Haslam’s comments Tuesday indicate that the public interest would be so high that his administration would feel compelled to make it part of the deal that the agreement be public. Lack of transparency has been one of the primary points of contention about the Bredesen deal with the Internet retail company.
Haslam did not address Amazon in his speech to the First Tuesday lunch group of Republicans. But he covered several other issues, including the fact he believes the outcome of the state’s request for a waiver from the federal government on the No Child Left Behind law will probably not be known until late November or early December.
He was asked why it would take so long for a decision.
“I actually don’t know the answer to that. I was initially hopeful, quite frankly, when we went up there, we’d hear an answer by late October, early November,” Haslam told reporters after his speech. “I understand now it’s about 30 days past that. I don’t really know that. I wish I did.”
Haslam also addressed the affirmation of the state’s bond ratings. After a recent trip by state officials to New York to state Tennessee’s case for strong fiscal management, the major rating agencies announced this week that Tennessee maintains its current ratings.
The state keeps its AAA rating from Moody’s Investor Service and Fitch, and it retains its AA+ rating from Standard & Poor’s. Standard & Poor’s gave the state a positive outlook, but Moody’s put the state on “negative outlook,” which is believed to be tied to concerns about the effect on states by the overall national economy.
The attorney general’s opinion that could affect Amazon appears to say that a retailer cannot dodge tax collection simply because its transactions are online.

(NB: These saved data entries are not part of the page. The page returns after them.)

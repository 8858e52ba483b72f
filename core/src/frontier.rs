use smallvec::SmallVec;
use std::collections::BTreeSet;

use crate::*;

/// Neighbor coordinates of one cell, at most eight of them.
pub type NeighborSet = SmallVec<[Coord2; 8]>;

/// A revealed clue's surroundings, split by what is known about them.
#[derive(Clone, Debug, Default, PartialEq, Eq)]
pub struct Neighborhood {
    pub value: u8,
    pub flagged: NeighborSet,
    pub hidden: NeighborSet,
}

impl Neighborhood {
    /// Mines still unaccounted for among the hidden neighbors. Negative
    /// when more flags than the clue allows have been placed.
    pub fn effective_value(&self) -> i16 {
        i16::from(self.value) - self.flagged.len() as i16
    }
}

/// Splits the known neighbors of a revealed, numbered cell into flagged
/// and hidden ones. Returns `None` for cells that are unknown, not
/// revealed, or carry no count. Unknown neighbors hold no information and
/// are left out of both lists.
pub fn classify(board: &Board, coords: Coord2) -> Option<Neighborhood> {
    let cell = board.cell(coords)?;
    if !cell.revealed {
        return None;
    }
    let value = cell.value?;

    let mut flagged = NeighborSet::new();
    let mut hidden = NeighborSet::new();
    for pos in board.neighbors(coords) {
        let Some(neighbor) = board.cell(pos) else {
            continue;
        };
        if neighbor.flagged {
            flagged.push(pos);
        } else if !neighbor.revealed {
            hidden.push(pos);
        }
    }

    Some(Neighborhood { value, flagged, hidden })
}

/// The cells deduction can work with: revealed, counting at least one
/// mine, and with at least one hidden neighbor left.
pub fn frontier(board: &Board) -> BTreeSet<Coord2> {
    let mut cells = BTreeSet::new();
    for (coords, _) in board.known_cells() {
        let Some(view) = classify(board, coords) else {
            continue;
        };
        if view.value > 0 && !view.hidden.is_empty() {
            cells.insert(coords);
        }
    }
    cells
}
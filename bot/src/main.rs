use std::thread;
use std::time::Duration;

use clap::Parser;
use clap_verbosity_flag::{InfoLevel, Verbosity};
use rand::prelude::*;
use zapador_core::{Agent, AgentError};

use client::HttpGameApi;

mod client;

/// Pause after a game that could not be started or finished.
const RETRY_BACKOFF: Duration = Duration::from_secs(5);

#[derive(Parser, Debug)]
#[command(version, about = "Plays the minesweeper mini-game by itself", long_about = None)]
struct Args {
    /// What log level to use
    #[command(flatten)]
    verbose: Verbosity<InfoLevel>,

    /// Root of the game API
    #[arg(long, default_value = "https://play.hypnos2026.fr/api/arg/minesweeper")]
    base_url: String,

    /// Session cookie value
    #[arg(long, env = "AUTH_TOKEN", hide_env_values = true)]
    auth_token: String,

    /// Anti-forgery token, sent both as cookie and header
    #[arg(long, env = "CSRF_TOKEN", hide_env_values = true)]
    csrf_token: String,

    /// How many games to play, 0 keeps playing until interrupted
    #[arg(short, long, default_value_t = 0)]
    games: u32,

    /// Seconds to wait between games
    #[arg(long, default_value_t = 2)]
    cooldown_secs: u64,

    /// Force a seed instead of a random one
    #[arg(short, long)]
    seed: Option<u64>,
}

fn main() -> anyhow::Result<()> {
    let args = Args::parse();
    env_logger::Builder::new().filter_level(args.verbose.log_level_filter()).init();

    let seed = args.seed.unwrap_or_else(rand::random);
    log::debug!("seed: {seed}");

    let api = HttpGameApi::new(&args.base_url, &args.auth_token, &args.csrf_token)?;
    let mut agent = Agent::new(api, SmallRng::seed_from_u64(seed));

    let cooldown = Duration::from_secs(args.cooldown_secs);
    let mut played: u32 = 0;
    let mut wins: u32 = 0;

    while args.games == 0 || played < args.games {
        match agent.play_game() {
            Ok(report) => {
                played += 1;
                if report.won {
                    wins += 1;
                }
                log::info!("{wins}/{played} games won so far");
                thread::sleep(cooldown);
            }
            Err(AgentError::Transport(err)) => {
                log::warn!("giving the server a moment: {err}");
                thread::sleep(RETRY_BACKOFF);
            }
            Err(err @ AgentError::ExhaustedBoard) => {
                played += 1;
                log::error!("{err}");
                thread::sleep(cooldown);
            }
        }
    }

    log::info!("session over: {wins}/{played} games won");
    Ok(())
}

In the analysis of the issue, the attorney general says:
“In cases where nexus (physical presence) does exist, the retailer is liable for collecting and remitting Tennessee sales taxes regardless of the method by which the retailer accepts orders for goods sold to Tennessee customers. If the retailer’s in-state activities are sufficient to establish nexus, the fact that orders are placed by electronic means, such as by telephone or the Internet, does not affect the retailer’s state sales tax obligations.”

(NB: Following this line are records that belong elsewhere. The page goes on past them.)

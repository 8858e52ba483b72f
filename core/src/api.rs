use crate::*;

/// The three synchronous calls the game server exposes. Implemented over
/// HTTP by the bot binary and by local fakes in tests.
pub trait GameApi {
    /// Starts a fresh game and returns its first snapshot.
    fn new_game(&mut self) -> Result<BoardUpdate, TransportError>;

    /// Reveals one cell.
    fn reveal(&mut self, game_id: &str, coords: Coord2) -> Result<BoardUpdate, TransportError>;

    /// Flags one cell as a mine.
    fn flag(&mut self, game_id: &str, coords: Coord2) -> Result<BoardUpdate, TransportError>;
}
//! # Loyalty Points
//!
//! Points are earned on gross spend: the pre-discount subtotal. A PM
//! booking whose clock-face hour is 6 or more earns the evening multiplier.
//! The hour is read as printed, so 12 PM (noon) counts as 12 and qualifies.
//!
//! ```text
//! subtotal $50.00 × earn 10% ──► base 5 pts
//!                                    │
//! "7:00 PM" ──► PM, 7 ≥ 6 ──────► × 2
//!                                    ▼
//!                             points_earned 10
//! ```
//!
//! The multiplier is applied to the stored `points_earned`, and also
//! reported separately so the receipt can say why the number doubled.

use serde::{Deserialize, Serialize};
use tracing::debug;
use ts_rs::TS;

use crate::money::Money;
use crate::types::{PricingPolicy, Rate};

/// A parsed `h:mm AM|PM` label on the 24-hour clock.
#[derive(Debug, Clone, Copy, PartialEq, Eq)]
pub struct ClockTime {
    pub hour: u32,
    pub minute: u32,
}

impl ClockTime {
    pub fn is_pm(&self) -> bool {
        self.hour >= 12
    }

    /// The hour as printed on the label, 1 through 12.
    pub fn clock_hour(&self) -> u32 {
        match self.hour % 12 {
            0 => 12,
            h => h,
        }
    }
}

/// Parses a 12-hour time label such as `"7:00 PM"`, `"7pm"` or `"12:30 am"`.
///
/// 12 AM is midnight (hour 0) and 12 PM is noon (hour 12). Labels without
/// an AM/PM marker are not accepted.
///
/// ```rust
/// use chairside_core::loyalty::parse_time_label;
///
/// assert_eq!(parse_time_label("7:00 PM").map(|t| t.hour), Some(19));
/// assert_eq!(parse_time_label("12:15 AM").map(|t| t.hour), Some(0));
/// assert!(parse_time_label("19:00").is_none());
/// ```
pub fn parse_time_label(label: &str) -> Option<ClockTime> {
    let normalized = label.trim().to_ascii_uppercase();

    let (clock, is_pm) = if let Some(rest) = normalized.strip_suffix("PM") {
        (rest, true)
    } else if let Some(rest) = normalized.strip_suffix("AM") {
        (rest, false)
    } else {
        return None;
    };

    let clock = clock.trim();
    let (hour_part, minute_part) = match clock.split_once(':') {
        Some((h, m)) => (h.trim(), m.trim()),
        None => (clock, "0"),
    };

    let hour: u32 = hour_part.parse().ok()?;
    let minute: u32 = minute_part.parse().ok()?;

    if !(1..=12).contains(&hour) || minute > 59 {
        return None;
    }

    let hour = match (hour, is_pm) {
        (12, false) => 0,
        (12, true) => 12,
        (h, true) => h + 12,
        (h, false) => h,
    };

    Some(ClockTime { hour, minute })
}

/// Points awarded for one booking.
#[derive(Debug, Clone, Copy, Default, PartialEq, Eq, Serialize, Deserialize, TS)]
#[ts(export)]
#[serde(rename_all = "camelCase")]
pub struct PointsAward {
    pub base_points: u32,
    pub multiplier: u32,
    /// `base_points × multiplier`; this is what the wallet is credited.
    pub points_earned: u32,
}

/// `floor(subtotal × earn_rate)` in whole currency units.
pub fn base_points(subtotal: Money, earn_rate: Rate) -> u32 {
    let cents = subtotal.cents().max(0) as i128;
    let points = cents * earn_rate.bps() as i128 / 1_000_000;
    u32::try_from(points).unwrap_or(u32::MAX)
}

/// The multiplier for an appointment time label.
pub fn multiplier_for(appointment_time: &str, policy: &PricingPolicy) -> u32 {
    match parse_time_label(appointment_time) {
        Some(time) if time.is_pm() && time.clock_hour() >= policy.evening_start_hour => {
            policy.evening_multiplier
        }
        Some(_) => 1,
        None => {
            debug!(label = %appointment_time, "Unrecognized appointment time, no multiplier");
            1
        }
    }
}

/// Computes the award for a pre-discount subtotal.
///
/// ```rust
/// use chairside_core::loyalty::compute_points;
/// use chairside_core::money::Money;
/// use chairside_core::types::PricingPolicy;
///
/// let policy = PricingPolicy::default();
/// assert_eq!(compute_points(Money::from_dollars(50), "7:00 PM", &policy).multiplier, 2);
/// assert_eq!(compute_points(Money::from_dollars(50), "7:00 AM", &policy).multiplier, 1);
/// ```
pub fn compute_points(
    subtotal: Money,
    appointment_time: &str,
    policy: &PricingPolicy,
) -> PointsAward {
    let base_points = base_points(subtotal, policy.earn_rate);
    let multiplier = multiplier_for(appointment_time, policy);

    PointsAward {
        base_points,
        multiplier,
        points_earned: base_points.saturating_mul(multiplier),
    }
}
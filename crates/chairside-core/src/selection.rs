//! # Selection Resolver
//!
//! Turns the three raw selection sources into one ordered service list.
//!
//! ## Precedence (first non-empty wins, sources are never merged)
//! ```text
//! ┌─────────────────────────────────────────────────────────────────────────┐
//! │                                                                         │
//! │  1. context_selections     in-app multi-select, most recent intent     │
//! │        │ empty                                                          │
//! │        ▼                                                                │
//! │  2. serialized_selections  JSON from navigation params                 │
//! │        │ absent / malformed / empty list                                │
//! │        ▼                                                                │
//! │  3. legacy_single          oldest single-service interface              │
//! │        │ absent / blank key                                             │
//! │        ▼                                                                │
//! │  4. default_selection()    product default, never empty                │
//! │                                                                         │
//! └─────────────────────────────────────────────────────────────────────────┘
//! ```
//!
//! Duplicate keys inside the winning source are passed through as-is.
//! Pricing charges each occurrence.

use serde::{Deserialize, Serialize};
use tracing::{debug, warn};
use ts_rs::TS;

use crate::types::SelectedService;

/// Service shown when the user reaches checkout without choosing anything.
///
/// Product decision: a plain haircut is the most booked service, so the
/// confirmation screen opens on it rather than on an empty receipt.
pub const DEFAULT_SERVICE_KEY: &str = "hair";
pub const DEFAULT_SERVICE_LABEL: &str = "Haircut & Styling";

/// The fallback list used when every source is empty.
pub fn default_selection() -> Vec<SelectedService> {
    vec![SelectedService::new(DEFAULT_SERVICE_KEY, DEFAULT_SERVICE_LABEL)]
}

// =============================================================================
// Input Bundle
// =============================================================================

/// Every raw selection source available at checkout.
#[derive(Debug, Clone, Default, PartialEq, Eq, Serialize, Deserialize, TS)]
#[ts(export)]
#[serde(rename_all = "camelCase")]
pub struct SelectionInputBundle {
    /// Insertion order is meaningful: first chosen, first listed.
    #[serde(default)]
    pub context_selections: Vec<SelectedService>,
    /// JSON list of `{key, label}`; may be malformed.
    #[serde(default)]
    pub serialized_selections: Option<String>,
    #[serde(default)]
    pub legacy_single: Option<SelectedService>,
}

// =============================================================================
// Resolved Source
// =============================================================================

/// Which source won, together with its services.
#[derive(Debug, Clone, PartialEq, Eq, Serialize, Deserialize, TS)]
#[ts(export)]
#[serde(tag = "source", content = "services", rename_all = "snake_case")]
pub enum SelectionSource {
    Context(Vec<SelectedService>),
    Serialized(Vec<SelectedService>),
    Legacy(Vec<SelectedService>),
    Default(Vec<SelectedService>),
}

/// Tag-only view of [`SelectionSource`], carried on receipts.
#[derive(Debug, Clone, Copy, PartialEq, Eq, Serialize, Deserialize, TS)]
#[ts(export)]
#[serde(rename_all = "snake_case")]
pub enum SelectionSourceKind {
    Context,
    Serialized,
    Legacy,
    Default,
}

impl SelectionSource {
    pub fn kind(&self) -> SelectionSourceKind {
        match self {
            SelectionSource::Context(_) => SelectionSourceKind::Context,
            SelectionSource::Serialized(_) => SelectionSourceKind::Serialized,
            SelectionSource::Legacy(_) => SelectionSourceKind::Legacy,
            SelectionSource::Default(_) => SelectionSourceKind::Default,
        }
    }

    pub fn services(&self) -> &[SelectedService] {
        match self {
            SelectionSource::Context(s)
            | SelectionSource::Serialized(s)
            | SelectionSource::Legacy(s)
            | SelectionSource::Default(s) => s,
        }
    }

    pub fn into_services(self) -> Vec<SelectedService> {
        match self {
            SelectionSource::Context(s)
            | SelectionSource::Serialized(s)
            | SelectionSource::Legacy(s)
            | SelectionSource::Default(s) => s,
        }
    }
}

// =============================================================================
// Resolution
// =============================================================================

/// Resolves the bundle using [`default_selection`] as the last resort.
///
/// ```rust
/// use chairside_core::selection::{resolve, SelectionInputBundle, SelectionSourceKind};
///
/// let bundle = SelectionInputBundle {
///     serialized_selections: Some(r#"[{"key":"beard","label":"Beard Trim"}]"#.to_string()),
///     ..Default::default()
/// };
/// let resolved = resolve(&bundle);
/// assert_eq!(resolved.kind(), SelectionSourceKind::Serialized);
/// assert_eq!(resolved.services()[0].key, "beard");
/// ```
pub fn resolve(bundle: &SelectionInputBundle) -> SelectionSource {
    resolve_with_default(bundle, default_selection())
}

/// Resolves the bundle with a caller-supplied default list.
pub fn resolve_with_default(
    bundle: &SelectionInputBundle,
    default: Vec<SelectedService>,
) -> SelectionSource {
    if !bundle.context_selections.is_empty() {
        debug!(count = bundle.context_selections.len(), "Using in-app selections");
        return SelectionSource::Context(bundle.context_selections.clone());
    }

    if let Some(parsed) = bundle
        .serialized_selections
        .as_deref()
        .and_then(parse_serialized)
    {
        debug!(count = parsed.len(), "Using serialized selections");
        return SelectionSource::Serialized(parsed);
    }

    if let Some(single) = bundle
        .legacy_single
        .as_ref()
        .filter(|s| !s.key.trim().is_empty())
    {
        debug!(key = %single.key, "Using legacy single selection");
        return SelectionSource::Legacy(vec![single.clone()]);
    }

    debug!("No selection source present, using default services");
    SelectionSource::Default(default)
}

/// Parses a serialized selection list.
///
/// Returns `None` for blank input, malformed JSON, or an empty list. A
/// malformed payload is logged and swallowed.
pub fn parse_serialized(raw: &str) -> Option<Vec<SelectedService>> {
    let raw = raw.trim();
    if raw.is_empty() {
        return None;
    }

    match serde_json::from_str::<Vec<SelectedService>>(raw) {
        Ok(services) if services.is_empty() => None,
        Ok(services) => Some(services),
        Err(e) => {
            warn!(error = %e, "Malformed serialized selections, falling through");
            None
        }
    }
}
//! # Pricing Engine
//!
//! Maps resolved selections through the catalog to line items and a
//! subtotal.
//!
//! ```text
//! [hair, beard] ──► catalog ──► [LineItem $35.00, LineItem $15.00] ──► subtotal $50.00
//! ```
//!
//! An empty selection prices to an empty list and a zero subtotal. That is
//! a "no services selected" state, not a free booking; checkout refuses
//! to confirm it.

use serde::{Deserialize, Serialize};
use ts_rs::TS;

use crate::catalog::{ServiceCatalog, ServiceDefinition};
use crate::money::Money;
use crate::types::SelectedService;

/// One priced service on the booking. Quantity is always 1; repeated
/// selections produce repeated line items.
#[derive(Debug, Clone, PartialEq, Eq, Serialize, Deserialize, TS)]
#[ts(export)]
#[serde(rename_all = "camelCase")]
pub struct LineItem {
    pub service: ServiceDefinition,
    pub quantity: u32,
}

impl LineItem {
    pub fn new(service: ServiceDefinition) -> Self {
        LineItem {
            service,
            quantity: 1,
        }
    }

    pub fn line_total(&self) -> Money {
        Money::from_cents(
            self.service
                .base_price
                .cents()
                .saturating_mul(i64::from(self.quantity)),
        )
    }
}

/// Line items plus their subtotal.
#[derive(Debug, Clone, Default, PartialEq, Eq, Serialize, Deserialize, TS)]
#[ts(export)]
#[serde(rename_all = "camelCase")]
pub struct PricedSelection {
    pub line_items: Vec<LineItem>,
    pub subtotal: Money,
}

impl PricedSelection {
    pub fn is_empty(&self) -> bool {
        self.line_items.is_empty()
    }
}

/// Prices the selections in order. Never fails.
///
/// ```rust
/// use chairside_core::catalog::ServiceCatalog;
/// use chairside_core::pricing::price;
///
/// let priced = price(&[], &ServiceCatalog::standard());
/// assert!(priced.line_items.is_empty());
/// assert!(priced.subtotal.is_zero());
/// ```
pub fn price(selected: &[SelectedService], catalog: &ServiceCatalog) -> PricedSelection {
    let line_items: Vec<LineItem> = selected
        .iter()
        .map(|s| LineItem::new(catalog.resolve(s)))
        .collect();

    let subtotal = line_items.iter().map(LineItem::line_total).sum();

    PricedSelection {
        line_items,
        subtotal,
    }
}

The opinion says if a distribution house is owned by a retailer’s subsidiary that nexus exists only if the subsidiary’s activity is “significantly associated” with maintaining a market in the state.
The attorney general’s analysis further states:
“We refer you to recent Attorney General Opinion No. 11-55, in which this Office stated that, where legislation unambiguously imposes state sales tax obligations relative to specific transactions, the State of Tennessee cannot contractually waive a taxpayer’s obligation to pay the tax. … In reiterating this principle, however … we note the Commissioner of Revenue must necessarily possess considerable discretion in determining the appropriate measures to take to administer and enforce Tennessee’s tax laws.”
“…The Commissioner’s exercise of discretion is particularly appropriate when the enforcement of a tax may be debatable and must be balanced and coordinated with the Commissioner’s other duties and priorities in administering all of the taxes entrusted to him.”